When he resumed his journey, chewing the paan, he thought she wouldn’t follow. Iron was poison to a yakshi. He had heard stories of ancient magicians tricking a yakshi by offering her slaked lime on an iron knife; if she touched the iron, she would be weakened and easy game for a priest who would nail her—with an iron nail—to a banyan tree.

But she followed, a few paces behind him.

“You didn’t have to do that, you know.”

For a moment, he thought it was the wind, so low had her voice been. He walked on in silence, her tinkling anklets keeping a steady rhythm behind him.

“So cruel,” she whispered. A breeze ruffled the neck of his cassock. The priest fought a sudden impulse to turn around and check if she was indeed so close behind.

“I wasn’t planning to drink your blood.”

He snorted. What did a yakshi want with him if not his blood?

As if encouraged by his response, her anklets jingled briskly as she moved a bit to the side, so that she was just visible out of the corner of his eye.

“You’re awfully boring,” she said.

He shot her what he hoped was a quelling look. She responded with a mischievous smile that went straight to his heart like a bolt of lightning. His breath quickened. “You can’t hurt me.”

She pouted. “True, there’s an etiquette to things. I can’t kill you without asking you for slaked lime. And if I do, you will extend it to me at the tip of your nasty iron knife!”

“So there we are,” he said.

“So there we are.”

It was an impasse. But still she walked by his side.

“Why are you following me?” he asked.

“It’s a free forest.”

He thought of casting the stones and ridding the world of her. True, she had not hurt him yet, and it was a bit unchivalrous to harm her first. But she was a yakshi. It would be a good deed.

Suddenly, she pointed. “Do you know what that flower is?”

“No.” His reply was flat.

Undeterred, she started giving him a guided tour of the forest, naming each tree and each flower, explaining the medicinal uses of plants and herbs. He soldiered on, trying in vain to ignore her.

As he neared the edge of the forest, she started dragging her steps. Her voice rose in pitch. She tried to entice him back with the bounties of the forest, with her laugh, with her expressive eyes.

She would never know how close he was to submitting to her eyes black as night, her blood-red lips, her skin golden like twilight dust.
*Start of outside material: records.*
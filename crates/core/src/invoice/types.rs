//! Invoice domain types.

use chrono::NaiveDate;
use rust_decimal::Decimal;
use serde::{Deserialize, Serialize};
use std::fmt;
use uuid::Uuid;

use crate::money::LineItemInput;

/// Invoice lifecycle status.
///
/// The valid transitions are:
/// - Draft → Sent (send)
/// - Sent → Signed (sign)
/// - any payable status → PartPaid / Paid (payment recorded)
/// - Draft / Sent → Voided (void, unsigned and unpaid only)
#[derive(Debug, Clone, Copy, PartialEq, Eq, Hash, Serialize, Deserialize)]
#[serde(rename_all = "SCREAMING_SNAKE_CASE")]
pub enum InvoiceStatus {
    /// Being drafted; items, dates and tax are editable.
    Draft,
    /// Tokens minted and delivered to the client.
    Sent,
    /// Client acknowledged and signed.
    Signed,
    /// Some money collected, less than the total.
    PartPaid,
    /// Collected amount reached the total.
    Paid,
    /// Cancelled before signature or payment.
    Voided,
}

impl InvoiceStatus {
    /// Every status, in lifecycle order.
    pub const ALL: [Self; 6] = [
        Self::Draft,
        Self::Sent,
        Self::Signed,
        Self::PartPaid,
        Self::Paid,
        Self::Voided,
    ];

    /// Returns the string representation of the status.
    #[must_use]
    pub const fn as_str(&self) -> &'static str {
        match self {
            Self::Draft => "DRAFT",
            Self::Sent => "SENT",
            Self::Signed => "SIGNED",
            Self::PartPaid => "PART_PAID",
            Self::Paid => "PAID",
            Self::Voided => "VOIDED",
        }
    }

    /// Parses a status from a string, ignoring case.
    pub fn parse(s: &str) -> Option<Self> {
        match s.to_uppercase().as_str() {
            "DRAFT" => Some(Self::Draft),
            "SENT" => Some(Self::Sent),
            "SIGNED" => Some(Self::Signed),
            "PART_PAID" => Some(Self::PartPaid),
            "PAID" => Some(Self::Paid),
            "VOIDED" => Some(Self::Voided),
            _ => None,
        }
    }

    /// Returns true if items, dates, tax and currency may change.
    #[must_use]
    pub const fn is_editable(&self) -> bool {
        matches!(self, Self::Draft)
    }
}

impl fmt::Display for InvoiceStatus {
    fn fmt(&self, f: &mut fmt::Formatter<'_>) -> fmt::Result {
        f.write_str(self.as_str())
    }
}

/// What an invoice bills for.
#[derive(Debug, Clone, Copy, PartialEq, Eq, Serialize, Deserialize)]
#[serde(rename_all = "SCREAMING_SNAKE_CASE")]
pub enum InvoiceKind {
    /// Goods.
    Product,
    /// Services, usually with a period and unit.
    Service,
}

impl InvoiceKind {
    /// Returns the string representation.
    #[must_use]
    pub const fn as_str(&self) -> &'static str {
        match self {
            Self::Product => "PRODUCT",
            Self::Service => "SERVICE",
        }
    }
}

/// Unit a service quantity is measured in.
#[derive(Debug, Clone, Copy, PartialEq, Eq, Serialize, Deserialize)]
#[serde(rename_all = "SCREAMING_SNAKE_CASE")]
pub enum ServiceUnit {
    /// Hours.
    Hours,
    /// Months.
    Months,
    /// Sessions.
    Sessions,
    /// Generic units.
    Units,
}

impl ServiceUnit {
    /// Returns the string representation.
    #[must_use]
    pub const fn as_str(&self) -> &'static str {
        match self {
            Self::Hours => "HOURS",
            Self::Months => "MONTHS",
            Self::Sessions => "SESSIONS",
            Self::Units => "UNITS",
        }
    }
}

/// Status-changing actions, used as the key of the transition table.
#[derive(Debug, Clone, Copy, PartialEq, Eq, Hash)]
pub enum InvoiceAction {
    /// Mint tokens and deliver.
    Send,
    /// Client signature.
    Sign,
    /// Cancel.
    Void,
    /// Status recomputed after a payment landed.
    ApplyPayment,
}

/// Input for creating an invoice.
#[derive(Debug, Clone, PartialEq, Eq, Serialize, Deserialize)]
pub struct CreateInvoiceInput {
    /// Client being billed; must belong to the same business.
    pub client_id: Uuid,
    /// Defaults to today.
    pub issue_date: Option<NaiveDate>,
    /// Optional due date.
    pub due_date: Option<NaiveDate>,
    /// ISO-style currency code.
    pub currency: String,
    /// Percentage 0-100; defaults to 0.
    pub tax_rate: Option<Decimal>,
    /// Free text printed on the document.
    pub notes: Option<String>,
    /// Product or service invoice.
    pub invoice_kind: Option<InvoiceKind>,
    /// Billing period description for service invoices.
    pub service_period: Option<String>,
    /// Unit of measure for service invoices.
    pub service_unit: Option<ServiceUnit>,
    /// At least one line.
    pub items: Vec<LineItemInput>,
}

/// Input for updating a draft. Omitted header fields keep their current value;
/// items are always replaced.
#[derive(Debug, Clone, Default, PartialEq, Eq, Serialize, Deserialize)]
pub struct UpdateInvoiceInput {
    /// New issue date.
    pub issue_date: Option<NaiveDate>,
    /// New due date.
    pub due_date: Option<NaiveDate>,
    /// New currency.
    pub currency: Option<String>,
    /// New tax rate.
    pub tax_rate: Option<Decimal>,
    /// New notes.
    pub notes: Option<String>,
    /// New kind.
    pub invoice_kind: Option<InvoiceKind>,
    /// New service period.
    pub service_period: Option<String>,
    /// New service unit.
    pub service_unit: Option<ServiceUnit>,
    /// Replacement item set.
    pub items: Vec<LineItemInput>,
}

/// Header fields frozen once an invoice leaves DRAFT.
#[derive(Debug, Clone, PartialEq, Eq, Serialize, Deserialize)]
pub struct InvoiceHeader {
    /// Issue date; its year selects the numbering period.
    pub issue_date: NaiveDate,
    /// Optional due date.
    pub due_date: Option<NaiveDate>,
    /// Currency code.
    pub currency: String,
    /// Percentage 0-100.
    pub tax_rate: Decimal,
    /// Free text.
    pub notes: Option<String>,
    /// Product or service.
    pub invoice_kind: Option<InvoiceKind>,
    /// Service billing period.
    pub service_period: Option<String>,
    /// Service unit.
    pub service_unit: Option<ServiceUnit>,
}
He could see the sunlight ahead, the village path, and the spires of his church on the horizon. In a few more steps, he would be out of the forest.

“Can I have some slaked lime?”

He turned at the desperation in her voice. She stood pale and trembling, a betel leaf unfurled in her hand.

It would have been easy to take out that iron knife and nail her, ending her threat forever. Easier still to cast aside the knife and just go to her. The priest did neither. He shook his head and turned away.

Her pain and rage burst out of her in an unearthly howl, chilling him. The wind swept around him, pulling at his cassock. Trees swayed all around, showering him with leaves and tiny branches. The light ahead seemed unattainably far.

Fear eclipsed all thought. In an instant, he had taken out a magical stone with a muttered mantra. In that one instant, when he turned to throw the stone, he caught his last glimpse of her.

She hung onto a low branch, keening in sorrow. Through the rising storm, through her thick black tresses, he saw her face. He would never see such loveliness, such devastation, in a woman. His soul ached to wrap itself around her fragrant body.

And then the stone flew from his hand with a blinding light, and he turned and ran towards the village without looking back, like a madman, like a coward.